If the issue is litigated, the case could be an early test of the new administrator's vow not to engage in so-called “sue-and-settle” deals.
Two groups, the Center for Biological Diversity and the Center for Environmental Health, filed a March 14 notice of intent to sue EPA if the agency does not take action within 60 days to address missed deadlines to submit ozone plans, including two for the Los Angeles area, and one each for Riverside, Sacramento and Ventura counties.
The notice says EPA must issue a finding of failure to submit a state implementation plan (SIP) for each of these areas to meet the 2008 ozone national ambient air quality standards.

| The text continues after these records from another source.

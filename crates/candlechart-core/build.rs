// File: crates/candlechart-core/build.rs
// Summary: Build script to link required Windows system libraries for Skia/ICU.

fn main() {
    #[cfg(target_os = "windows")]
    {
        // Needed for RegOpenKeyExW, RegQueryInfoKeyW, etc.
        println!("cargo:rustc-link-lib=advapi32");
    }
}
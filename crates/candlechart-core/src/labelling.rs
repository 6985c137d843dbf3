// File: crates/candlechart-core/src/labelling.rs
// Summary: Optimal tick label search (extended Wilkinson / Talbot-Lin-Hanrahan).
// Notes:
// - The search walks skip -> nice number -> label count -> magnitude -> start,
//   pruning every level with an upper bound on the score it can still reach.
// - The running best selection is a local accumulator; nothing is shared
//   between calls.

use log::{trace, warn};

use crate::error::{RenderError, Result};
use crate::grid::linspace;

/// Machine epsilon times radix for IEEE doubles (2^-52).
pub const MACHINE_EPSILON: f64 = f64::EPSILON;

/// Ranges narrower than this are treated as zero width.
pub const NEAR_ZERO: f64 = 100.0 * MACHINE_EPSILON;

/// Default preference-ordered nice numbers.
pub const DEFAULT_NICE_NUMBERS: [f64; 6] = [1.0, 5.0, 2.0, 2.5, 4.0, 3.0];

const MAX_EXPONENT: i32 = 309;
const SENTINEL_SCORE: f64 = -2.0;

/// Which label extremes are admissible relative to the data extremes.
#[derive(Clone, Copy, Debug, Default, PartialEq, Eq)]
pub enum Containment {
    /// No restriction.
    #[default]
    Free,
    /// Labels bracket the data: `l_min <= d_min` and `l_max >= d_max`.
    ContainData,
    /// Labels lie inside the data: `l_min >= d_min` and `l_max <= d_max`.
    WithinData,
}

impl Containment {
    fn admits(self, d_min: f64, d_max: f64, l_min: f64, l_max: f64) -> bool {
        match self {
            Containment::Free => true,
            Containment::ContainData => l_min <= d_min && d_max <= l_max,
            Containment::WithinData => d_min <= l_min && l_max <= d_max,
        }
    }
}

/// Relative weight of each scoring criterion.
#[derive(Clone, Copy, Debug, PartialEq)]
pub struct Weights {
    pub simplicity: f64,
    pub coverage: f64,
    pub density: f64,
    pub legibility: f64,
}

impl Default for Weights {
    fn default() -> Self {
        Self { simplicity: 0.25, coverage: 0.2, density: 0.5, legibility: 0.05 }
    }
}

impl Weights {
    #[inline]
    pub fn score(&self, simplicity: f64, coverage: f64, density: f64, legibility: f64) -> f64 {
        self.simplicity * simplicity + self.coverage * coverage + self.density * density + self.legibility * legibility
    }
}

/// Legibility hook: `(l_min, l_max, step) -> score`, expected in `[0, 1]`.
pub type Legibility = fn(f64, f64, f64) -> f64;

/// Neutral legibility: every labelling scores 1.
pub fn unit_legibility(_l_min: f64, _l_max: f64, _step: f64) -> f64 {
    1.0
}

/// Tuning knobs for the search. `Default` gives the published parameters:
/// nice numbers `[1, 5, 2, 2.5, 4, 3]`, weights `0.25/0.2/0.5/0.05`,
/// neutral legibility and a near-zero threshold of `100 * f64::EPSILON`.
#[derive(Clone, Debug)]
pub struct LabelParams {
    /// Step multipliers, most preferred first. All must be positive.
    pub nice_numbers: Vec<f64>,
    pub weights: Weights,
    pub legibility: Legibility,
    /// Width below which a range is degenerate.
    pub epsilon: f64,
}

impl Default for LabelParams {
    fn default() -> Self {
        Self {
            nice_numbers: DEFAULT_NICE_NUMBERS.to_vec(),
            weights: Weights::default(),
            legibility: unit_legibility,
            epsilon: NEAR_ZERO,
        }
    }
}

/// A labelling scheme to be scored; `step` is the absolute distance between labels.
#[derive(Clone, Copy, Debug, PartialEq)]
pub struct Candidate {
    pub q: f64,
    pub skip: usize,
    pub count: usize,
    pub l_min: f64,
    pub l_max: f64,
    pub step: f64,
}

impl LabelParams {
    fn validate(&self) -> Result<()> {
        if self.nice_numbers.is_empty() || self.nice_numbers.iter().any(|q| !q.is_finite() || *q <= 0.0) {
            return Err(RenderError::InvalidConfig("nice numbers must be non-empty and positive".into()));
        }
        // Without these two weights the skip and count loops have no bound.
        if self.weights.simplicity <= 0.0 || self.weights.density <= 0.0 {
            return Err(RenderError::InvalidConfig("simplicity and density weights must be positive".into()));
        }
        Ok(())
    }

    /// Score an arbitrary labelling against `[d_min, d_max]` and a target count.
    /// Returns `None` when `q` is not one of the configured nice numbers.
    pub fn score(&self, d_min: f64, d_max: f64, want: usize, c: &Candidate) -> Option<f64> {
        let qi = self.nice_numbers.iter().position(|&v| v == c.q)?;
        Some(self.weights.score(
            simplicity(qi, self.nice_numbers.len(), c.skip, c.l_min, c.l_max, c.step, self.epsilon),
            coverage(d_min, d_max, c.l_min, c.l_max),
            density(c.count, want, d_min, d_max, c.l_min, c.l_max),
            (self.legibility)(c.l_min, c.l_max, c.step),
        ))
    }
}

/// Result of a label search.
#[derive(Clone, Debug, PartialEq)]
pub struct Labelling {
    /// Label positions, ascending.
    pub values: Vec<f64>,
    /// Raw step `skip * q` before scaling by `10^magnitude`.
    /// For the uniform fallback this is the absolute spacing.
    pub step: f64,
    /// Chosen nice number; `0.0` marks the uniform fallback.
    pub q: f64,
    pub skip: usize,
    pub magnitude: i32,
    /// Weighted score of the chosen scheme; `None` for the fallback.
    pub score: Option<f64>,
}

impl Labelling {
    pub fn is_fallback(&self) -> bool {
        self.q == 0.0
    }

    /// Absolute distance between consecutive labels.
    pub fn major_step(&self) -> f64 {
        if self.is_fallback() {
            self.step
        } else {
            self.step * 10f64.powi(self.magnitude)
        }
    }
}

/// Find an optimal set of roughly `want` labels for `[d_min, d_max]`.
pub fn optimal_labels(
    d_min: f64,
    d_max: f64,
    want: usize,
    containment: Containment,
    params: &LabelParams,
) -> Result<Labelling> {
    if !d_min.is_finite() || !d_max.is_finite() || d_min > d_max {
        return Err(RenderError::range(d_min, d_max));
    }
    if !(d_max - d_min).is_finite() {
        return Err(RenderError::InvalidRange(format!("span of [{d_min}, {d_max}] overflows f64")));
    }
    if want < 2 {
        return Err(RenderError::InvalidRange(format!("want {want} labels, need at least 2")));
    }
    params.validate()?;

    if d_max - d_min < params.epsilon {
        return Ok(uniform(d_min, d_max, want));
    }

    let Some(best) = search(d_min, d_max, want, containment, params) else {
        warn!("no labelling scored for [{d_min}, {d_max}] ({containment:?}); using uniform split");
        return Ok(uniform(d_min, d_max, want));
    };

    let step = best.l_step * 10f64.powi(best.magnitude);
    let values = (0..best.have).map(|i| best.l_min + i as f64 * step).collect();
    trace!(
        "labels for [{d_min}, {d_max}]: n={} q={} skip={} mag={} score={:.4}",
        best.have, best.q, best.skip, best.magnitude, best.score
    );
    Ok(Labelling {
        values,
        step: best.l_step,
        q: best.q,
        skip: best.skip,
        magnitude: best.magnitude,
        score: Some(best.score),
    })
}

#[derive(Clone, Copy, Debug)]
struct Selection {
    have: usize,
    l_min: f64,
    l_step: f64,
    q: f64,
    skip: usize,
    score: f64,
    magnitude: i32,
}

impl Selection {
    fn sentinel() -> Self {
        Self { have: 0, l_min: 0.0, l_step: 0.0, q: 0.0, skip: 0, score: SENTINEL_SCORE, magnitude: 0 }
    }
}

/// Fixed coordinates of the innermost (start offset) scan.
struct Scan {
    qi: usize,
    q: f64,
    skip: usize,
    have: usize,
    magnitude: i32,
    step: f64,
}

fn search(d_min: f64, d_max: f64, want: usize, containment: Containment, params: &LabelParams) -> Option<Selection> {
    let w = &params.weights;
    let n_nice = params.nice_numbers.len();
    let mut best = Selection::sentinel();

    'skips: for skip in 1usize.. {
        for (qi, &q) in params.nice_numbers.iter().enumerate() {
            let sm = max_simplicity(qi, n_nice, skip);
            if w.score(sm, 1.0, 1.0, 1.0) < best.score {
                break 'skips;
            }

            for have in 2usize.. {
                let dm = max_density(have, want);
                if w.score(sm, 1.0, dm, 1.0) < best.score {
                    break;
                }

                let delta = (d_max - d_min) / (have + 1) as f64 / skip as f64 / q;
                let mut magnitude = delta.log10().ceil() as i32;
                while magnitude < MAX_EXPONENT {
                    let step = skip as f64 * q * 10f64.powi(magnitude);
                    let cm = max_coverage(d_min, d_max, step * (have - 1) as f64);
                    if w.score(sm, cm, dm, 1.0) < best.score {
                        break;
                    }
                    let scan = Scan { qi, q, skip, have, magnitude, step };
                    scan_starts(d_min, d_max, want, containment, params, &scan, &mut best);
                    magnitude += 1;
                }
            }
        }
    }

    (best.score > SENTINEL_SCORE).then_some(best)
}

fn scan_starts(
    d_min: f64,
    d_max: f64,
    want: usize,
    containment: Containment,
    params: &LabelParams,
    scan: &Scan,
    best: &mut Selection,
) {
    let skip = scan.skip as f64;
    let frac_step = scan.step / skip;
    let span = scan.step * (scan.have - 1) as f64;

    let min_start = ((d_max / scan.step).floor() - (scan.have - 1) as f64) * skip;
    let max_start = (d_max / scan.step).ceil() * skip;

    let mut start = min_start;
    // `start - 1.0 == start` once the float can no longer count.
    while start <= max_start && start != start - 1.0 {
        let l_min = start * frac_step;
        let l_max = l_min + span;
        start += 1.0;

        if !containment.admits(d_min, d_max, l_min, l_max) {
            continue;
        }

        let score = params.weights.score(
            simplicity(scan.qi, params.nice_numbers.len(), scan.skip, l_min, l_max, scan.step, params.epsilon),
            coverage(d_min, d_max, l_min, l_max),
            density(scan.have, want, d_min, d_max, l_min, l_max),
            (params.legibility)(l_min, l_max, scan.step),
        );
        if score > best.score {
            *best = Selection {
                have: scan.have,
                l_min,
                l_step: skip * scan.q,
                q: scan.q,
                skip: scan.skip,
                score,
                magnitude: scan.magnitude,
            };
        }
    }
}

fn uniform(d_min: f64, d_max: f64, want: usize) -> Labelling {
    Labelling {
        values: linspace(d_min, d_max, want),
        step: (d_max - d_min) / (want - 1) as f64,
        q: 0.0,
        skip: 0,
        magnitude: min_abs_magnitude(d_min, d_max),
        score: None,
    }
}

fn min_abs_magnitude(a: f64, b: f64) -> i32 {
    a.abs().log10().floor().min(b.abs().log10().floor()) as i32
}

/// Position penalty of `q` in the preference list, in `[0, 1]`.
#[inline]
fn preference(qi: usize, n_nice: usize) -> f64 {
    qi as f64 / (n_nice.max(2) - 1) as f64
}

fn simplicity(qi: usize, n_nice: usize, skip: usize, l_min: f64, l_max: f64, step: f64, eps: f64) -> f64 {
    let m = l_min % step;
    let on_zero = (m < eps || step - m < eps) && l_min <= 0.0 && 0.0 <= l_max;
    1.0 - preference(qi, n_nice) - skip as f64 + if on_zero { 1.0 } else { 0.0 }
}

fn max_simplicity(qi: usize, n_nice: usize, skip: usize) -> f64 {
    2.0 - preference(qi, n_nice) - skip as f64
}

fn coverage(d_min: f64, d_max: f64, l_min: f64, l_max: f64) -> f64 {
    let r = 0.1 * (d_max - d_min);
    let above = d_max - l_max;
    let below = d_min - l_min;
    1.0 - 0.5 * (above * above + below * below) / (r * r)
}

fn max_coverage(d_min: f64, d_max: f64, span: f64) -> f64 {
    let r = d_max - d_min;
    if span <= r {
        return 1.0;
    }
    let h = 0.5 * (span - r);
    let r = 0.1 * r;
    1.0 - (h * h) / (r * r)
}

fn density(have: usize, want: usize, d_min: f64, d_max: f64, l_min: f64, l_max: f64) -> f64 {
    let rho = (have - 1) as f64 / (l_max - l_min);
    let target = (want - 1) as f64 / (l_max.max(d_max) - d_min.min(l_min));
    let ratio = rho / target;
    if ratio >= 1.0 {
        2.0 - ratio
    } else {
        2.0 - target / rho
    }
}

fn max_density(have: usize, want: usize) -> f64 {
    if have < want {
        1.0
    } else {
        2.0 - (have - 1) as f64 / (want - 1) as f64
    }
}

#[cfg(test)]
mod tests {
    use super::*;

    #[test]
    fn coverage_is_one_on_exact_fit() {
        assert!((coverage(0.0, 10.0, 0.0, 10.0) - 1.0).abs() < 1e-12);
        assert!(coverage(0.0, 10.0, -5.0, 15.0) < coverage(0.0, 10.0, -1.0, 11.0));
    }

    #[test]
    fn density_peaks_at_target() {
        assert!((density(5, 5, 0.0, 100.0, 0.0, 100.0) - 1.0).abs() < 1e-12);
        assert!(density(3, 5, 0.0, 100.0, 0.0, 100.0) < 1.0);
        assert!(density(9, 5, 0.0, 100.0, 0.0, 100.0) < 1.0);
    }

    #[test]
    fn upper_bounds_dominate_scores() {
        for have in 2..20 {
            assert!(density(have, 6, 0.0, 50.0, 0.0, 50.0) <= max_density(have, 6) + 1e-12);
        }
        assert!(simplicity(2, 6, 1, 0.0, 10.0, 2.0, NEAR_ZERO) <= max_simplicity(2, 6, 1) + 1e-12);
        assert!(coverage(0.0, 10.0, -1.0, 11.0) <= max_coverage(0.0, 10.0, 12.0) + 1e-12);
    }

    #[test]
    fn zero_inclusive_labels_are_simpler() {
        let with_zero = simplicity(0, 6, 1, 0.0, 10.0, 2.0, NEAR_ZERO);
        let without = simplicity(0, 6, 1, 1.0, 11.0, 2.0, NEAR_ZERO);
        assert_eq!(with_zero - without, 1.0);
    }

    #[test]
    fn rejects_bad_params() {
        let mut params = LabelParams::default();
        params.nice_numbers.clear();
        assert!(matches!(optimal_labels(0.0, 1.0, 5, Containment::Free, &params), Err(RenderError::InvalidConfig(_))));
        let params = LabelParams { weights: Weights { density: 0.0, ..Weights::default() }, ..LabelParams::default() };
        assert!(optimal_labels(0.0, 1.0, 5, Containment::Free, &params).is_err());
    }

    #[test]
    fn custom_legibility_is_consulted() {
        fn prefer_wide(_: f64, _: f64, step: f64) -> f64 {
            if step >= 50.0 { 1.0 } else { 0.0 }
        }
        let params = LabelParams {
            legibility: prefer_wide,
            weights: Weights { legibility: 5.0, ..Weights::default() },
            ..LabelParams::default()
        };
        let l = optimal_labels(0.0, 100.0, 10, Containment::Free, &params).expect("labels");
        assert!(l.major_step() >= 50.0);
    }
}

“EPA should remedy its violation of these mandatory duties to better protect the public and native ecosystems from ozone's harmful effects, which include decreased lung function, increased respiratory symptoms, emergency department visits, hospital admissions and even death. The most at risk are children and the elderly.”
It adds that EPA is required to determine whether a SIP submittal is complete and that if a state fails to submit a plan within six months of its deadline, then EPA must issue a finding of failure to submit.
The groups say they would “prefer to resolve this matter without the need for litigation. Therefore, we look forward to EPA coming into compliance within 60 days. If you do not do so, however, we will have to file a complaint,” the notice concludes.
How Pruitt responds to the notice will be seen as a test of his aversion to the practice of “sue-and-settle,” which he has alleged before coming to EPA has been used to result in an abusive fashion to approve regulations outside of the traditional regulatory process.
Sources are warning, however, that he may have to embrace the approach in order to avoid more onerous court-imposed deadlines.
CBD said in a statement announcing the suit, “We refuse to allow Scott Pruitt and the Trump administration to sidestep clean air laws that quite literally save the lives of thousands of Californians every year. The EPA must enforce the Clean Air Act to save lives and protect the environment from the scourge of smog and ozone pollution.”